All of this is true. Perhaps, then, the sense of dissatisfaction that can arise from having too many “friends to catch up with” can be offset by interspersing these interactions with more meaningful ones. In short, rather than revising or completely ditching these friendships, we should think about the right ratio of connection for us. For every five quick encounters with a friend, we should include one spontaneous opportunity for deeper connection, whatever form that takes for you.

One simple way to do this is to make sure we’re not just sharing the “highlights” of our lives. “Don’t just share the good, the successes, and the accomplishments with these friends – this is a barrier to authentic, vulnerable connection,” Magnus tells me. “Instead, try to remember to ask for support when things get tough at work or when things get difficult with your partner – this way, you’re giving these friends the opportunity to play an active role in your real life, in real time, rather than just being available to “catch up.”

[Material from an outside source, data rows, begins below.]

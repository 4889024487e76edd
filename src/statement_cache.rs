use std::collections::HashMap;

use crate::backend::Backend;
use crate::bind::{BindType, apply_bind_types, infer_bind_types};
use crate::error::SqlSessionError;
use crate::results::QueryOutcome;
use crate::types::RowValues;

struct CachedStatement<S> {
    handle: S,
    last_used: u64,
}

/// Prepared statements keyed by their executable SQL text.
///
/// Holds at most one handle per key and at most `capacity` handles overall; inserting past the
/// capacity evicts the least recently used handle.
pub struct StatementCache<S> {
    entries: HashMap<String, CachedStatement<S>>,
    capacity: usize,
    clock: u64,
}

impl<S> StatementCache<S> {
    /// An empty cache; a capacity of 0 is raised to 1.
    #[must_use]
    pub fn new(capacity: usize) -> Self {
        Self {
            entries: HashMap::new(),
            capacity: capacity.max(1),
            clock: 0,
        }
    }

    /// Whether a handle for `sql` is cached.
    #[must_use]
    pub fn contains(&self, sql: &str) -> bool {
        self.entries.contains_key(sql)
    }

    #[must_use]
    pub fn len(&self) -> usize {
        self.entries.len()
    }

    #[must_use]
    pub fn is_empty(&self) -> bool {
        self.entries.is_empty()
    }

    /// Return the cached handle for `sql`, preparing and storing it on a miss.
    ///
    /// # Errors
    ///
    /// Returns the backend's error if preparation fails; nothing is cached in that case.
    pub fn acquire<B>(&mut self, backend: &mut B, sql: &str) -> Result<&S, SqlSessionError>
    where
        B: Backend<Statement = S>,
    {
        self.clock += 1;
        if self.entries.contains_key(sql) {
            tracing::trace!(sql, "statement cache hit");
        } else {
            let handle = backend.prepare(sql)?;
            if self.entries.len() >= self.capacity {
                self.evict_least_recent(backend);
            }
            tracing::debug!(sql, cached = self.entries.len() + 1, "prepared statement");
            self.entries.insert(
                sql.to_owned(),
                CachedStatement {
                    handle,
                    last_used: self.clock,
                },
            );
        }

        let Some(cached) = self.entries.get_mut(sql) else {
            return Err(SqlSessionError::query(-1, format!("statement not cached: {sql}")));
        };
        cached.last_used = self.clock;
        Ok(&cached.handle)
    }

    /// Bind `values` by tag and execute the cached statement for `sql`.
    ///
    /// Tags are inferred from the values when `tags` is `None`. A failed execution leaves the
    /// handle cached so the caller can retry with corrected values.
    ///
    /// # Errors
    ///
    /// Returns `SqlSessionError::InvalidInput` for tag/value mismatches and the backend's
    /// `SqlSessionError::QueryError` for prepare or execution failures.
    pub fn execute<B>(
        &mut self,
        backend: &mut B,
        sql: &str,
        values: &[RowValues],
        tags: Option<&[BindType]>,
    ) -> Result<QueryOutcome, SqlSessionError>
    where
        B: Backend<Statement = S>,
    {
        let inferred;
        let tags = match tags {
            Some(tags) => tags,
            None => {
                inferred = infer_bind_types(values);
                &inferred
            }
        };
        let bound = apply_bind_types(values, tags)?;
        let handle = self.acquire(backend, sql)?;
        if tracing::enabled!(tracing::Level::TRACE) {
            let codes: String = tags.iter().map(|t| t.code()).collect();
            tracing::trace!(sql, types = %codes, "executing prepared statement");
        }
        backend.execute_prepared(handle, &bound)
    }

    /// Evict the handle for `sql`. Returns whether one was cached.
    pub fn release<B>(&mut self, backend: &mut B, sql: &str) -> bool
    where
        B: Backend<Statement = S>,
    {
        match self.entries.remove(sql) {
            Some(cached) => {
                tracing::debug!(sql, "released statement");
                backend.finalize(cached.handle);
                true
            }
            None => false,
        }
    }

    /// Evict every handle.
    pub fn clear<B>(&mut self, backend: &mut B)
    where
        B: Backend<Statement = S>,
    {
        for (_, cached) in self.entries.drain() {
            backend.finalize(cached.handle);
        }
    }

    fn evict_least_recent<B>(&mut self, backend: &mut B)
    where
        B: Backend<Statement = S>,
    {
        let oldest = self
            .entries
            .iter()
            .min_by_key(|(_, cached)| cached.last_used)
            .map(|(sql, _)| sql.clone());
        if let Some(sql) = oldest {
            tracing::debug!(sql = %sql, "evicting least recently used statement");
            self.release(backend, &sql);
        }
    }
}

“Don’t just share the good things, the successes and the achievements with these friends – this is a barrier to authentic and vulnerable connection.”

“Don’t just share the good things, the successes and the achievements with these friends – this is a barrier to authentic and vulnerable connection.” (iStock)

Dr. Keegan recommends going into meetings with more intention. “If you crave more authentic and deeper interactions, chances are your friends do, too,” she says. “Being open with your friends and wanting to know who they are really like and what they think about what’s going on in the world is the shortcut to limiting more mundane conversations.”

Positive psychology coach and speaker Casey Paul also advises following up on past conversations. “This shows that you remember and care about what was discussed,” she explains. “You can also try using more open-ended questions during the conversation. Be vulnerable by sharing your thoughts and feelings honestly, even if they make you uncomfortable. This can encourage your friends to do the same.”

“How can we break free from this vicious circle of friendships that push us to the edge?” I asked myself over and over again. For me, however, the most poignant answer came from that same friend from Canada whose initial response I found painful. “I don’t know,” she said out loud in response. “But it’s nice to know that you value our friendship enough to ask.”